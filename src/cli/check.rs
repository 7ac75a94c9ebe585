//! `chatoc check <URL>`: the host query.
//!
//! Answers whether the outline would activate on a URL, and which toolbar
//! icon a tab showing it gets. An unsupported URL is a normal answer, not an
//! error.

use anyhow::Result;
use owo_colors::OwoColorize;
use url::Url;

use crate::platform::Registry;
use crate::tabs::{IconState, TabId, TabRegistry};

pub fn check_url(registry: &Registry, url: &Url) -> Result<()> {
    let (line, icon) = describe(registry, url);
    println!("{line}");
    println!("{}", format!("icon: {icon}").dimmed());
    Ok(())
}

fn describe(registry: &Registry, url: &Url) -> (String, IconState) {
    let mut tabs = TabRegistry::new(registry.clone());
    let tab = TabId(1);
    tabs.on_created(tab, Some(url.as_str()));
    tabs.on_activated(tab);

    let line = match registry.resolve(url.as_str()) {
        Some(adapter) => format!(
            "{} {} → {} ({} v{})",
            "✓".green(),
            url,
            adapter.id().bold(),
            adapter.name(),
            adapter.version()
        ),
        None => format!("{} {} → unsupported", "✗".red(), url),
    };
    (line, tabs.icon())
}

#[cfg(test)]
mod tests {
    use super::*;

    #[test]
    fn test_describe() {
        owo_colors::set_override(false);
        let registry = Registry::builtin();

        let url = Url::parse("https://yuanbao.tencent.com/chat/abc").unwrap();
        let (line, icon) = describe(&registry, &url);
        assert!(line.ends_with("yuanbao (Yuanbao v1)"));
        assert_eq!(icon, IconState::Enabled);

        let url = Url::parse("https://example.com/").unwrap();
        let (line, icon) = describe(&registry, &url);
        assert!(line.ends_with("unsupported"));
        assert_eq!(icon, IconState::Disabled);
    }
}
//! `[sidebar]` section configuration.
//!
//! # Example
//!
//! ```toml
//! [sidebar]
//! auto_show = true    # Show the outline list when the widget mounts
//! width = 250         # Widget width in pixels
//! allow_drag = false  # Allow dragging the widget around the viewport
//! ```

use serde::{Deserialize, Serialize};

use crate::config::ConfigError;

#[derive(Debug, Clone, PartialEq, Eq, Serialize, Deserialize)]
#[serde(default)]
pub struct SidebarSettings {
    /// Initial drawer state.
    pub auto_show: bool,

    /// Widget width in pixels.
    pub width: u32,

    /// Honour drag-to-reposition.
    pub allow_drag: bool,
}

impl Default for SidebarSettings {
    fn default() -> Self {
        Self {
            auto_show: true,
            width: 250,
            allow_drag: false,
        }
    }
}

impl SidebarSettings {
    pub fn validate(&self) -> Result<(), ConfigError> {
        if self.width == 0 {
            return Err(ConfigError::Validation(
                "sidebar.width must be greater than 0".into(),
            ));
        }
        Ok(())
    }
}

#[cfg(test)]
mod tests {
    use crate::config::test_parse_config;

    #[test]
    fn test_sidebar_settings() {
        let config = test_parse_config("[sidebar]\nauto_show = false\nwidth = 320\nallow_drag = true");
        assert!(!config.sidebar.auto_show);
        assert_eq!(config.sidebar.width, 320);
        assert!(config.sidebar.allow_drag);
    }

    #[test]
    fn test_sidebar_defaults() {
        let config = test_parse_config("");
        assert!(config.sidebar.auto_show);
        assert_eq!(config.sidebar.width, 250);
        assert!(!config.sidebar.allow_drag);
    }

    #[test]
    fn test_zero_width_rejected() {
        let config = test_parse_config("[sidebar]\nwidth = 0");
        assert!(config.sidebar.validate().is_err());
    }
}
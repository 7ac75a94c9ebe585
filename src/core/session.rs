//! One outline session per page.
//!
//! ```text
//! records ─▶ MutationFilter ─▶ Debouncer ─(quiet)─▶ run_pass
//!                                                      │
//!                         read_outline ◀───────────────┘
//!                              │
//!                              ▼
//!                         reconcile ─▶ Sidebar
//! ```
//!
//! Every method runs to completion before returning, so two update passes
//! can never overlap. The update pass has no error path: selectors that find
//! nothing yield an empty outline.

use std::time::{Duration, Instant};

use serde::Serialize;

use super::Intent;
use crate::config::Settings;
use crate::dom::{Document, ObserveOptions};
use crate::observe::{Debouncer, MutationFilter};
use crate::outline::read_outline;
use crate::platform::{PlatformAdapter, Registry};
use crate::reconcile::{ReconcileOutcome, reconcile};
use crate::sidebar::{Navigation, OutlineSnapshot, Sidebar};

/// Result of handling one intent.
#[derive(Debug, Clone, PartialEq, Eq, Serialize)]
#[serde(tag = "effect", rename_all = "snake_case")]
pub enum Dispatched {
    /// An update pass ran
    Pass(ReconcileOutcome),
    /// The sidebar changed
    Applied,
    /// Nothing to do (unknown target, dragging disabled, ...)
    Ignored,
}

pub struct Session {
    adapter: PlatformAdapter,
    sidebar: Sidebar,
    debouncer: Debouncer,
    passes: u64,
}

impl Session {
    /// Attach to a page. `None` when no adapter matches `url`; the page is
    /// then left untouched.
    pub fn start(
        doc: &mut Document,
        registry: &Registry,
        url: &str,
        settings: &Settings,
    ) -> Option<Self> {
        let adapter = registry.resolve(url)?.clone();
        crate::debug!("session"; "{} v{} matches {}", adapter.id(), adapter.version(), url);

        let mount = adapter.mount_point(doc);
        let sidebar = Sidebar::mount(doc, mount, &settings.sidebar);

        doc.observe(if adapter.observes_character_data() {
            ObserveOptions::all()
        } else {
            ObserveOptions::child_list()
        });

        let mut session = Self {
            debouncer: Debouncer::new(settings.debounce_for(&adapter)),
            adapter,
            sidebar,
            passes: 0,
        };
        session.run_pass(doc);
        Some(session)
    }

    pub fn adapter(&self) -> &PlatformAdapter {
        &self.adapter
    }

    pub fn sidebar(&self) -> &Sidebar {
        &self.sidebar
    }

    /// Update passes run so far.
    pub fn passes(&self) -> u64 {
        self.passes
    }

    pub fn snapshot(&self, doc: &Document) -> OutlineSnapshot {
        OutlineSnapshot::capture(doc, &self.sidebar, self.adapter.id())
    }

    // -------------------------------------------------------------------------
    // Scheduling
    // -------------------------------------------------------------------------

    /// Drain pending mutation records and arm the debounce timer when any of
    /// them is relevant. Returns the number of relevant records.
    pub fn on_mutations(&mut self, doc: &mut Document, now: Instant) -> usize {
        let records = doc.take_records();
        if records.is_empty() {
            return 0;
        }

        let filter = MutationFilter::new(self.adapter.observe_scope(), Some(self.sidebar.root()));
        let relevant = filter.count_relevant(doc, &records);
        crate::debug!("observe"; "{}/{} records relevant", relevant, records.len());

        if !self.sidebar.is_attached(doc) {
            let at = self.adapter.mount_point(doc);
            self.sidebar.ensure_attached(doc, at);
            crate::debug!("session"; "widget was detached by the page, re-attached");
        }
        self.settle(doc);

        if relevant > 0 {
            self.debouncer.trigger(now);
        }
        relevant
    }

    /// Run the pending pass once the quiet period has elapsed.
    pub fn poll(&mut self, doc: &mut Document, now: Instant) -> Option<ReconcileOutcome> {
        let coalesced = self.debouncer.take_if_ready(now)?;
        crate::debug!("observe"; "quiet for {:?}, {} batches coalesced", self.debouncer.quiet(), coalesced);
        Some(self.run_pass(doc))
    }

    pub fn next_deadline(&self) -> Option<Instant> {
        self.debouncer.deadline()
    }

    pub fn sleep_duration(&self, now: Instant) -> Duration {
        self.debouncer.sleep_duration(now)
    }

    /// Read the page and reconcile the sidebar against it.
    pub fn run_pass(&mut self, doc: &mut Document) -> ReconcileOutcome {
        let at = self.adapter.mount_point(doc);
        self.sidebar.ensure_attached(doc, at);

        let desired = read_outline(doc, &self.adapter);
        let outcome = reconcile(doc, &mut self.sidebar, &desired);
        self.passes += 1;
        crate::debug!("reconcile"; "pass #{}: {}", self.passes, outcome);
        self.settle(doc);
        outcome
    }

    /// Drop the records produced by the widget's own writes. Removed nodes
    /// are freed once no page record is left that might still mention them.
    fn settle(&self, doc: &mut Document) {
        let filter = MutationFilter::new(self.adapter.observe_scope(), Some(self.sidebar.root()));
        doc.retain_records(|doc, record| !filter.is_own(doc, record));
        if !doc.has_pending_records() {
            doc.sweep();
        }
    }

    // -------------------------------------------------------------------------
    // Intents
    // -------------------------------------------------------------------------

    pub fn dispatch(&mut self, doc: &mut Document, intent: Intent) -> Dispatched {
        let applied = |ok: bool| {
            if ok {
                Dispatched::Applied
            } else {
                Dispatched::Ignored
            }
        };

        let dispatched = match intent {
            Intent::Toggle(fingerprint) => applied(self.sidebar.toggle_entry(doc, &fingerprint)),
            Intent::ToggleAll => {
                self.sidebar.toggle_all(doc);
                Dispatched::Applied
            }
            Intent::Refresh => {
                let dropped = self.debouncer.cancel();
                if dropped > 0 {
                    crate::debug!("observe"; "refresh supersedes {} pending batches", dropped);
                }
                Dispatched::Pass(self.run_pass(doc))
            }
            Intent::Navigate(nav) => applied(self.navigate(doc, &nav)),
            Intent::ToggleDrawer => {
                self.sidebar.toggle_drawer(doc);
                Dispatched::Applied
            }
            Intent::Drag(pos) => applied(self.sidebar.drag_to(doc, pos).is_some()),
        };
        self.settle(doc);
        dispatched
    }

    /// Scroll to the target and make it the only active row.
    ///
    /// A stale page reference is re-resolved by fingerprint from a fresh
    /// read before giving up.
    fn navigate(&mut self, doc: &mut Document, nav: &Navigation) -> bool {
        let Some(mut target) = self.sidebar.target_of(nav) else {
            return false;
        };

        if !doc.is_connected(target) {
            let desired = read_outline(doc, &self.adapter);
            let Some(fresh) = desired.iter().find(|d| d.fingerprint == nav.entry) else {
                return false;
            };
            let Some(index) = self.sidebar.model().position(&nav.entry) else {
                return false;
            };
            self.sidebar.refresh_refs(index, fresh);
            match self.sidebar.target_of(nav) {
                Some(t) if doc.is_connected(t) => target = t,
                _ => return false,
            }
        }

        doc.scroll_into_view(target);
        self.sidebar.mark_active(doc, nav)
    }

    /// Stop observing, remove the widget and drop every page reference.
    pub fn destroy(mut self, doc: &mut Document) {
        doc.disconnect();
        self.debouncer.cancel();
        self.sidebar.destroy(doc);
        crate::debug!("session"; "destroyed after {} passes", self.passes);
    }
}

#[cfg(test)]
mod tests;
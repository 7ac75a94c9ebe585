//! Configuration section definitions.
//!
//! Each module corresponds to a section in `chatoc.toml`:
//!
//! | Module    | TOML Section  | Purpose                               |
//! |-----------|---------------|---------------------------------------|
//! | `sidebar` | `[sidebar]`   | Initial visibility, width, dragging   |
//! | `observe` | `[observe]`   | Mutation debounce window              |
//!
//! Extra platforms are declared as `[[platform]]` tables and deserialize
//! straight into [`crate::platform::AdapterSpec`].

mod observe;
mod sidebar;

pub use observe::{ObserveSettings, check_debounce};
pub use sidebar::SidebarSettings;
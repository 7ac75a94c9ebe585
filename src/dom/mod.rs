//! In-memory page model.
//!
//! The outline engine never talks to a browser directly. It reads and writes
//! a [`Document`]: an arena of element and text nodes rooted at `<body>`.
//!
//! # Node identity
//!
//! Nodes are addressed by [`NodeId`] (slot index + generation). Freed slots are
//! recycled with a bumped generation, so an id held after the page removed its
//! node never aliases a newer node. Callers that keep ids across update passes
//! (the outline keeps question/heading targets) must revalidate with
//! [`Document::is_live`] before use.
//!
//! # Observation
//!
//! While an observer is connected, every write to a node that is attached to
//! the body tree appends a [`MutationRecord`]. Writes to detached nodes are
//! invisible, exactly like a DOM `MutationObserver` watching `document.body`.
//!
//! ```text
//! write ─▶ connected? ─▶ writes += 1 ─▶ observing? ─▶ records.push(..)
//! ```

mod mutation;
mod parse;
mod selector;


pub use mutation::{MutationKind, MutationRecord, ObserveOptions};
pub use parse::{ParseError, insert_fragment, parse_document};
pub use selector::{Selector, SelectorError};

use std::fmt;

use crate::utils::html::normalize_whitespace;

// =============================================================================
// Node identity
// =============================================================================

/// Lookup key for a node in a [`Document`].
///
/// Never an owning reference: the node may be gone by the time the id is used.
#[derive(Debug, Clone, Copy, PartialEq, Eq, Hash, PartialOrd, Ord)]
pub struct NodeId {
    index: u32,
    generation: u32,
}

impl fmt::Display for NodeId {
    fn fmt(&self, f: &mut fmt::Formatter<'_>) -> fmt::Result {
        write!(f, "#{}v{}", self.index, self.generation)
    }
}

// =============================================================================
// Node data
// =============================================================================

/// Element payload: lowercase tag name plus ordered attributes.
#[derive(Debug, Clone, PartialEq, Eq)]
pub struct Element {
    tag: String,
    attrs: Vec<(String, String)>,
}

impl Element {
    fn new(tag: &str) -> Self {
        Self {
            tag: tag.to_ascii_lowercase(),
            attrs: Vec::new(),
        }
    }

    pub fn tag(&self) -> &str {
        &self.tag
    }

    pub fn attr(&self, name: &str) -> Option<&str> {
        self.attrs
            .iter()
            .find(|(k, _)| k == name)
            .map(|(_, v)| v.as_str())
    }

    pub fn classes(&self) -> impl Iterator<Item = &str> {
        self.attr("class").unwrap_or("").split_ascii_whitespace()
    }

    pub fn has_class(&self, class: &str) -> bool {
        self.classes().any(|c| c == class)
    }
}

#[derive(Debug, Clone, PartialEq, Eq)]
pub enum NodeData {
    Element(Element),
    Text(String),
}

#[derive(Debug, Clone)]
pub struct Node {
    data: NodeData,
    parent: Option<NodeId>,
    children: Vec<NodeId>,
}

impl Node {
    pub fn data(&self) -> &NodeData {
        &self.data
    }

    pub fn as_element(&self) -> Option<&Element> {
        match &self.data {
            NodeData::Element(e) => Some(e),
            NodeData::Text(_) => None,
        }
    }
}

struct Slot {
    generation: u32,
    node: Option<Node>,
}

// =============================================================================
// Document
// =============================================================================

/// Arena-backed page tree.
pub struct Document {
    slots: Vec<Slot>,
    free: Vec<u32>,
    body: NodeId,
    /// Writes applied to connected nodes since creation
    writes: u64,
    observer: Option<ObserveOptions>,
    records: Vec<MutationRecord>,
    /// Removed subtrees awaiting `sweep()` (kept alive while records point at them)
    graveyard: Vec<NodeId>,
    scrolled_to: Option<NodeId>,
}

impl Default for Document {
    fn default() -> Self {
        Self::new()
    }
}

= = = = = = =

Assignment -
Checking the material above line by line, count those that include the string "desired". Give the number alone.

Solution below -
4